17 de julho de 2014

Palestina: Um a zero para o Hamas

Como se sabe, todas as guerras têm um objetivo político, e a que promove o Estado de Israel contra Gaza não é exceção.

Michel Warcshawski

Hebdo L'Anticapitaliste

Tradução / Guerra? Vista a correlação de forças militares, o conceito é inapropriado: uma agressão armada frente a uma resistência cujo heroísmo não pode ocultar a sua debilidade. Todavia, com os seus foguetes pouco eficazes, o Hamas consegue paralisar, desde há uma semana, a vida quotidiana de mais de meio milhão de israelenses e vai, sem dúvida, impor ao estado judeu um compromisso não muito diferente do que foi alcançado depois da agressão israelita de 2011.

Abbas sob pressão

Qual é o objetivo de Benyamin Netanyahu e do seu governo? Por paradoxo que possa parecer, o objetivo é... Mahmud Abbas (Abu Mazen), sendo a campanha militar contra o Hamas e Gaza só um meio destinado a debilitar o presidente palestiniano.

Desde o sequestro dos três jovens colonos, o primeiro ministro israelense tinha apontado Mahmud Abbas como o principal responsável por esta operação, e só sob a pressão norte americana os dirigentes israelenses viram-se obrigados a mudar o seu alvo e reconhecer que os palestinos de Abbas não tinham poupado esforços para tentar encontrar os sequestrados, aproveitando a ocasião para deter dezenas de militantes ligados - ou não - ao Hamas.

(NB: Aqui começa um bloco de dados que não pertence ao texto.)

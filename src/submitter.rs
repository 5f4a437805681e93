/* This file is part of DarkFi (https://dark.fi)
 *
 * Copyright (C) 2020-2025 Dyne.org foundation
 *
 * This program is free software: you can redistribute it and/or modify
 * it under the terms of the GNU Affero General Public License as
 * published by the Free Software Foundation, either version 3 of the
 * License, or (at your option) any later version.
 *
 * This program is distributed in the hope that it will be useful,
 * but WITHOUT ANY WARRANTY; without even the implied warranty of
 * MERCHANTABILITY or FITNESS FOR A PARTICULAR PURPOSE.  See the
 * GNU Affero General Public License for more details.
 *
 * You should have received a copy of the GNU Affero General Public License
 * along with this program.  If not, see <https://www.gnu.org/licenses/>.
 */

use std::sync::Arc;

use tracing::{debug, info, warn};

use crate::{
    error::{CallFailure, CallResult, FailureKind},
    fee::FeePolicy,
    identity::Identity,
    ledger::LedgerClient,
    msg::WasmMsg,
    tx::{TxBody, TxResponse},
};

/// Builds, signs and broadcasts transactions on behalf of one identity.
///
/// Submission returns once the ledger acknowledges the broadcast. There
/// is no finality polling and no automatic retry.
pub struct TxSubmitter {
    ledger: Arc<dyn LedgerClient>,
    identity: Identity,
    chain_id: String,
    memo: String,
    fee: FeePolicy,
}

impl TxSubmitter {
    pub fn new(
        ledger: Arc<dyn LedgerClient>,
        identity: Identity,
        chain_id: &str,
        fee: FeePolicy,
    ) -> Self {
        Self { ledger, identity, chain_id: chain_id.to_string(), memo: String::new(), fee }
    }

    /// Attach a memo to every transaction submitted from now on.
    pub fn with_memo(mut self, memo: &str) -> Self {
        self.memo = memo.to_string();
        self
    }

    /// Account address of the signing identity
    pub fn address(&self) -> &str {
        self.identity.address()
    }

    pub fn chain_id(&self) -> &str {
        &self.chain_id
    }

    /// Session default fee policy
    pub fn fee(&self) -> &FeePolicy {
        &self.fee
    }

    pub fn ledger(&self) -> &Arc<dyn LedgerClient> {
        &self.ledger
    }

    /// Sign and broadcast `messages` as one transaction. `fee` overrides
    /// the default fee policy for this call only.
    pub async fn submit(
        &self,
        messages: Vec<WasmMsg>,
        fee: Option<&FeePolicy>,
    ) -> CallResult<TxResponse> {
        let fee = fee.unwrap_or(&self.fee).clone();

        let sequence = match self.ledger.account_sequence(self.address()).await {
            Ok(v) => v,
            Err(e) => {
                warn!(target: "wasmdeploy::submitter", "Failed fetching account sequence: {e}");
                return Err(CallFailure::transport(&e))
            }
        };

        let body = TxBody {
            chain_id: self.chain_id.clone(),
            sequence,
            messages,
            fee,
            memo: self.memo.clone(),
        };

        let envelope = body.sign(&self.identity).map_err(|e| CallFailure::signing(&e))?;
        let txhash = envelope.hash().map_err(|e| CallFailure::signing(&e))?;
        debug!(target: "wasmdeploy::submitter", "Broadcasting {txhash} (sequence {sequence})");

        let raw = match self.ledger.broadcast(&envelope).await {
            Ok(v) => v,
            Err(e) => {
                warn!(target: "wasmdeploy::submitter", "Broadcast of {txhash} failed: {e}");
                return Err(CallFailure::transport(&e))
            }
        };

        let response = match TxResponse::try_from(&raw) {
            Ok(v) => v,
            Err(e) => return Err(CallFailure::malformed(e.to_string(), raw)),
        };

        if !response.is_success() {
            warn!(
                target: "wasmdeploy::submitter",
                "Transaction {} rejected with code {}: {}",
                response.txhash, response.code, response.raw_log,
            );
            return Err(CallFailure::with_raw(
                FailureKind::ChainRejected,
                format!("code {}: {}", response.code, response.raw_log),
                raw,
            ))
        }

        info!(target: "wasmdeploy::submitter", "Transaction {} accepted", response.txhash);
        Ok(response)
    }
}

#[cfg(test)]
mod tests {
    use std::collections::HashMap;

    use async_trait::async_trait;
    use tinyjson::JsonValue;

    use super::*;
    use crate::{tx::TxEnvelope, Error, Result};

    /// Ledger returning a fixed broadcast reply
    struct Fixed {
        sequence: Result<u64>,
        reply: Result<JsonValue>,
    }

    #[async_trait]
    impl LedgerClient for Fixed {
        async fn account_sequence(&self, _address: &str) -> Result<u64> {
            self.sequence.clone()
        }

        async fn broadcast(&self, tx: &TxEnvelope) -> Result<JsonValue> {
            tx.verify()?;
            self.reply.clone()
        }

        async fn contract_query(&self, _c: &str, _q: &JsonValue) -> Result<JsonValue> {
            Ok(JsonValue::Null)
        }
    }

    fn submitter(sequence: Result<u64>, reply: Result<JsonValue>) -> TxSubmitter {
        TxSubmitter::new(
            Arc::new(Fixed { sequence, reply }),
            Identity::from_seed([9u8; 32]),
            "testnet",
            FeePolicy::default(),
        )
    }

    fn send(s: &TxSubmitter) -> Vec<WasmMsg> {
        vec![WasmMsg::Send {
            from_address: s.address().to_string(),
            to_address: "someone".to_string(),
            amount: vec![],
        }]
    }

    fn reply(code: f64) -> JsonValue {
        JsonValue::Object(HashMap::from([
            ("txhash".to_string(), JsonValue::String("ab".to_string())),
            ("code".to_string(), JsonValue::Number(code)),
            ("raw_log".to_string(), JsonValue::String("out of gas".to_string())),
        ]))
    }

    #[test]
    fn classify_outcomes() {
        smol::block_on(async {
            let s = submitter(Ok(3), Ok(reply(0.0)));
            let rep = s.submit(send(&s), None).await.unwrap();
            assert_eq!(rep.txhash, "ab");

            let s = submitter(Ok(3), Ok(reply(11.0)));
            let err = s.submit(send(&s), None).await.unwrap_err();
            assert_eq!(err.kind, FailureKind::ChainRejected);
            assert_eq!(err.raw, Some(reply(11.0)));

            let s = submitter(Err(Error::ConnectFailed), Ok(reply(0.0)));
            let err = s.submit(send(&s), None).await.unwrap_err();
            assert_eq!(err.kind, FailureKind::Transport);
            assert!(err.raw.is_none());

            let s = submitter(Ok(0), Err(Error::NetworkOperationFailed));
            let err = s.submit(send(&s), None).await.unwrap_err();
            assert_eq!(err.kind, FailureKind::Transport);

            let s = submitter(Ok(0), Ok(JsonValue::String("accepted".to_string())));
            let err = s.submit(send(&s), None).await.unwrap_err();
            assert_eq!(err.kind, FailureKind::Malformed);
            assert_eq!(err.raw, Some(JsonValue::String("accepted".to_string())));
        });
    }

    #[test]
    fn unencodable_body_is_a_signing_failure() {
        smol::block_on(async {
            let s = submitter(Ok(0), Ok(reply(0.0)));
            let msg = WasmMsg::ExecuteContract {
                sender: s.address().to_string(),
                contract: "a".to_string(),
                msg: JsonValue::Object(HashMap::from([(
                    "x".to_string(),
                    JsonValue::Number(f64::NAN),
                )])),
                funds: vec![],
            };

            let err = s.submit(vec![msg], None).await.unwrap_err();
            assert_eq!(err.kind, FailureKind::Signing);
            assert!(err.raw.is_none());
        });
    }
}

Mas isso não importa: se não és tu o responsável, é-o o teu irmão, e os dirigentes israelenses passam a acusar o Hamas, com o qual Mahmud Abbas acaba de constituir um governo de unidade nacional: ou bem que Abbas rompe a aliança com o Hamas, e, assim, perde crédito aos olhos da população, amplamente favorável à união nacional, ou recusa-se a fazê-lo e torna-se assim cúmplice daqueles que têm sido apontados como responsáveis pelo sequestro e pelo seu trágico desfecho.

Querem prosseguir com a colonização

O Hamas tem desmentido estar por trás do sequestro e o assassinato dos três colonos, o que é coerente com a decisão de constituir um governo de união nacional com Abbas. Acreditem ou não que o Hamas é responsável, Netanyahu e o seu rebanho decidiram atacar a faixa de Gaza. Reflexo habitual dos diversos governos israelenses: Gaza = Hamas = terrorismo; portanto, ataca-se de forma discricionária.

Enquanto estão a ser redigidas estas linhas, anunciam-se 122 mortos, civis na sua grande maioria. Evidentemente, para os chefes da guerra em Tel Aviv não existem civis em Gaza, senão uma comunidade de um milhão e meio de terroristas, com idades entre os 6 meses e os 90 anos... Recordemos: as centenas de mísseis disparados desde Gaza nos últimos meses não causaram – ainda – uma única vítima israelense, a não ser, em Haifa, uma mulher idosa, árabe, que morreu devido a uma crise cardíaca quando corria para alcançar um abrigo durante uma alerta.

Deslegitimando Abbas, o que Netanyahu quer eliminar por completo é todo o processo negociado, um processo que a comunidade internacional queria ver sair do marasmo a que os dirigentes israelenses o têm condenado voluntariamente. Para o governo israelense existe um único objetivo: a prossecução da colonização da Palestina. Tudo o que possa comprometer esse objetivo deve ser derrotado, mesmo quando estão em causa centenas de vítimas inocentes na faixa de Gaza, e, inclusive, a perturbação da vida quotidiana de centenas de milhares de israelenses.

Derrota para Israel, prestígio para o Hamas

O problema de Netanyahu é que, com a resposta do Hamas, tem contribuído não só para aumentar o prestígio da organização islâmica - à custa de Abbas, o que incomoda enormemente os interesses americanos - senão que, em vez de uma vitória israelense, estamos perante um empate que significa de fato uma derrota israelense. Face a um balanço assim elevam-se vozes, na extrema direita do governo de extrema direita israelense, que pedem uma ofensiva terrestre, isto é, conquistar a faixa de Gaza e ocupá-la por um período indeterminado.

Se não estivéssemos conscientes do preço exorbitante que pagaria a população de Gaza por uma aventura assim, teríamos vontade de dizer ao general Amidror, que comanda a campanha a favor de uma operação terrestre, Atreve-te! Ruma a Gaza! Se não tivésseis a memória destroçada pela arrogância, recordaríeis o Líbano e o que custa ocupar uma zona cuja população tem mostrado em numerosas ocasiões o que quer dizer a palavra resistência.